WORK REQUIRED
Check every line below for the word "marker" and show those that hold it.

EXTRACTED MATERIAL
· · · ·
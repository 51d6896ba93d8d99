pub mod fs_adapter;
pub mod object_store;

use chrono::{DateTime, Utc};

pub use object_store::ObjectStore;

/// A named container for objects; maps to one directory on disk.
#[derive(Debug, Clone)]
pub struct Bucket {
    pub name: String,
    pub creation_date: DateTime<Utc>,
}

/// Metadata for a stored object. `custom_meta` preserves the order the
/// `x-amz-meta-*` headers arrived in.
#[derive(Debug, Clone)]
pub struct ObjectMeta {
    pub key: String,
    pub size: u64,
    pub md5: String,
    pub modified: DateTime<Utc>,
    pub content_type: String,
    pub content_encoding: Option<String>,
    pub content_disposition: Option<String>,
    pub custom_meta: Vec<(String, String)>,
}

/// Headers carried into a `putObject`/`copyObject` call.
#[derive(Debug, Clone, Default)]
pub struct PutOptions {
    pub content_type: Option<String>,
    pub content_encoding: Option<String>,
    pub content_disposition: Option<String>,
    pub custom_meta: Vec<(String, String)>,
}

/// Options accepted by `getObjects`.
#[derive(Debug, Clone)]
pub struct ListOptions {
    pub prefix: Option<String>,
    pub marker: Option<String>,
    pub max_keys: usize,
    pub delimiter: Option<String>,
}

impl Default for ListOptions {
    fn default() -> Self {
        Self {
            prefix: None,
            marker: None,
            max_keys: 1000,
            delimiter: None,
        }
    }
}

#[derive(Debug, Clone)]
pub struct ListResult {
    pub objects: Vec<ObjectMeta>,
    pub common_prefixes: Vec<String>,
    pub is_truncated: bool,
}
· · · ·
THE ANSWER
    pub marker: Option<String>,
            marker: None,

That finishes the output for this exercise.